//! # Beach Volley
//!
//! A beach volley tournament engine: registration, round-robin groups,
//! an elimination bracket, score entry and simulation, and a persistent
//! per-athlete ranking with a bounded overall rating.
//!
//! The whole tournament lives in one [`TournamentState`] document that
//! every operation takes as an explicit handle. A session loads it once,
//! drives it through the phases, and saves it back after each mutation:
//!
//! - **Setup**: athletes and teams register.
//! - **Groups**: the scheduler deals teams into round-robin groups;
//!   results (entered or simulated) feed the group standings.
//! - **Elimination**: the bracket is seeded from the standings and grows
//!   round by round as results confirm, byes advancing by walkover.
//! - **Proclamation**: winner and podium are derived and the placements
//!   fold into each athlete's career record.
//!
//! ## Core Modules
//!
//! - [`game`]: entities, randomized match simulation, group standings
//! - [`tournament`]: scheduling, bracket progression, and the operation
//!   surface driving a tournament end to end
//! - [`ranking`]: career records and the 40-99 overall rating
//! - [`db`]: whole-document JSON persistence
//!
//! ## Example
//!
//! ```
//! use beach_volley::TournamentState;
//!
//! // A fresh tournament in the setup phase
//! let state = TournamentState::new();
//! assert!(state.athletes.is_empty());
//! ```

/// Persistence for the tournament document.
pub mod db;
pub use db::{StateStore, StoreConfig, StoreError};

/// Match-level engine: entities, simulation, standings.
pub mod game;
pub use game::{
    entities::{self, Athlete, BYE_TEAM_ID, Group, Match, Team},
    simulation, standings,
};

/// Persistent athlete ranking.
pub mod ranking;
pub use ranking::{CareerStats, PlacementRecord, compute_overall};

/// Tournament orchestration and operations.
pub mod tournament;
pub use tournament::{
    TournamentError, TournamentResult,
    models::{TournamentConfig, TournamentPhase, TournamentState},
};
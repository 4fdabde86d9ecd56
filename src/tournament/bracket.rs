//! Elimination bracket: seeding from group standings, bye walkovers,
//! round advancement, and podium derivation.
//!
//! The bracket grows incrementally: round 0 is seeded from the groups,
//! and each later round is appended only once every match of the current
//! round is confirmed. Supported shapes are 2 or 4 matches at round 0
//! (4 or 8 seeds); anything else stalls after round 0 with no further
//! rounds generated.

use log::{debug, info, warn};
use rand::Rng;
use rand::seq::SliceRandom;

use crate::game::entities::{BYE_TEAM_ID, FinalSlot, Match, SetScore, TeamId};
use crate::game::standings::rank_group;
use crate::tournament::models::{PodiumEntry, TournamentState};

/// Walkover scoreline awarded to the real team of a bye pairing.
const WALKOVER_POINTS: u32 = 21;

/// Seed the first knockout round from the final group standings.
///
/// The top `advance_per_group` teams of each group qualify, in standings
/// order. An odd seed count gets a bye sentinel appended, then seeds are
/// shuffled and paired consecutively, so pairings ignore group ranking.
/// A pairing against the bye is confirmed immediately as a 21-0
/// walkover.
pub fn build_bracket_from_groups<R: Rng>(rng: &mut R, state: &TournamentState) -> Vec<Match> {
    let advance = state.config.advance_per_group;
    let mut seeds: Vec<TeamId> = Vec::new();
    for group in &state.groups {
        for team in rank_group(&state.teams, &group.teams).into_iter().take(advance) {
            seeds.push(team.id);
        }
    }

    if seeds.len() % 2 == 1 {
        seeds.push(BYE_TEAM_ID);
    }
    seeds.shuffle(rng);

    let mut bracket = Vec::with_capacity(seeds.len() / 2);
    for pair in seeds.chunks_exact(2) {
        let (a, b) = (pair[0], pair[1]);
        if a == BYE_TEAM_ID || b == BYE_TEAM_ID {
            bracket.push(walkover(a, b));
        } else {
            bracket.push(Match::elimination(a, b, 0));
        }
    }
    info!("seeded bracket with {} round-0 match(es)", bracket.len());
    bracket
}

/// An auto-confirmed round-0 match where one side is the bye sentinel.
fn walkover(a: TeamId, b: TeamId) -> Match {
    let winner = if a == BYE_TEAM_ID { b } else { a };
    let mut m = Match::elimination(a, b, 0);
    m.confirmed = true;
    m.winner = Some(winner);
    if winner == a {
        m.sets1 = 1;
        m.scores = vec![SetScore(WALKOVER_POINTS, 0)];
    } else {
        m.sets2 = 1;
        m.scores = vec![SetScore(0, WALKOVER_POINTS)];
    }
    debug!("walkover: {winner} advances without playing");
    m
}

/// Grow the bracket once the current round is fully decided.
///
/// Waits (no-op) while any match of the highest round present is still
/// unconfirmed. Then:
/// - round 0 with 4 matches appends the two semifinals;
/// - round 0 with 2 matches skips semifinals and appends the two finals
///   directly (winners to 1st-2nd, losers to 3rd-4th);
/// - round 1 appends the two finals from the semifinal results.
///
/// Each transition is guarded against duplicate creation, so calling
/// this after every confirmation is safe.
pub fn advance_round(bracket: &mut Vec<Match>) {
    let Some(max_round) = bracket.iter().map(|m| m.round).max() else {
        return;
    };
    let current: Vec<&Match> = bracket.iter().filter(|m| m.round == max_round).collect();
    if !current.iter().all(|m| m.confirmed) {
        return;
    }

    let winners: Vec<TeamId> = current.iter().filter_map(|m| m.winner).collect();
    let losers: Vec<TeamId> = current.iter().filter_map(|m| m.loser()).collect();

    match (max_round, current.len()) {
        (0, 4) => {
            if bracket.iter().any(|m| m.round == 1) {
                return;
            }
            info!("round 0 complete, creating semifinals");
            bracket.push(Match::elimination(winners[0], winners[1], 1));
            bracket.push(Match::elimination(winners[2], winners[3], 1));
        }
        (0, 2) | (1, 2) => {
            if bracket.iter().any(|m| m.round == 2) {
                return;
            }
            info!("round {max_round} complete, creating finals");
            bracket.push(
                Match::elimination(winners[0], winners[1], 2).with_slot(FinalSlot::Final1v2),
            );
            bracket.push(Match::elimination(losers[0], losers[1], 2).with_slot(FinalSlot::Final3v4));
        }
        (2, _) => {}
        (round, count) => {
            // Structural gap: no generalized N-seed tree. The bracket
            // stalls here and the tournament can't progress further.
            warn!("unsupported bracket shape: {count} match(es) at round {round}");
        }
    }
}

/// Whether every match across all present rounds is confirmed.
pub fn is_complete(bracket: &[Match]) -> bool {
    !bracket.is_empty() && bracket.iter().all(|m| m.confirmed)
}

/// The overall tournament winner: the winner of the 1st-2nd final, or,
/// for brackets that never created finals, the winner of the last match
/// in bracket order.
pub fn tournament_winner(bracket: &[Match]) -> Option<TeamId> {
    bracket
        .iter()
        .find(|m| m.slot == Some(FinalSlot::Final1v2) && m.confirmed)
        .and_then(|m| m.winner)
        .or_else(|| bracket.last().and_then(|m| m.winner))
}

/// Derive the final podium from a complete bracket.
///
/// 1st and 2nd come from the 1st-2nd final, 3rd and 4th from the 3rd-4th
/// final. Brackets that never created finals fall back to the trailing
/// losers of the match list, and a missing 3rd-4th final falls back to a
/// confirmed semifinal loser.
pub fn derive_podium(bracket: &[Match]) -> Vec<PodiumEntry> {
    let mut podium = Vec::with_capacity(4);
    let final_1v2 = bracket
        .iter()
        .find(|m| m.slot == Some(FinalSlot::Final1v2) && m.confirmed);
    let final_3v4 = bracket
        .iter()
        .find(|m| m.slot == Some(FinalSlot::Final3v4) && m.confirmed);

    if let Some(m) = final_1v2 {
        if let (Some(winner), Some(loser)) = (m.winner, m.loser()) {
            podium.push(PodiumEntry { position: 1, team: winner });
            podium.push(PodiumEntry { position: 2, team: loser });
        }
    } else if let Some(winner) = tournament_winner(bracket) {
        let losers: Vec<TeamId> = bracket.iter().filter_map(Match::loser).collect();
        podium.push(PodiumEntry { position: 1, team: winner });
        if let Some(&runner_up) = losers.last() {
            podium.push(PodiumEntry { position: 2, team: runner_up });
        }
        if losers.len() > 1 {
            podium.push(PodiumEntry { position: 3, team: losers[losers.len() - 2] });
        }
    }

    if let Some(m) = final_3v4 {
        if let (Some(winner), Some(loser)) = (m.winner, m.loser()) {
            podium.push(PodiumEntry { position: 3, team: winner });
            podium.push(PodiumEntry { position: 4, team: loser });
        }
    } else if podium.len() == 2 {
        // No 3rd-4th final: third place goes to a semifinal loser.
        let semi_loser = bracket
            .iter()
            .filter(|m| m.round == 1 && m.confirmed)
            .filter_map(Match::loser)
            .next();
        if let Some(team) = semi_loser {
            podium.push(PodiumEntry { position: 3, team });
        }
    }
    podium
}
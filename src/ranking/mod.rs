//! Persistent athlete ranking: career records, placement transfer, and
//! the bounded overall rating derived from them.

pub mod manager;
pub mod models;

pub use manager::{commit_placements, compute_overall, overall_ranking};
pub use models::{CareerStats, PlacementRecord};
------------------------
Task instructions:
Search the listing above for the string "against" and return each line it appears on.

Exercise output:
/// A pairing against the bye is confirmed immediately as a 21-0
/// Each transition is guarded against duplicate creation, so calling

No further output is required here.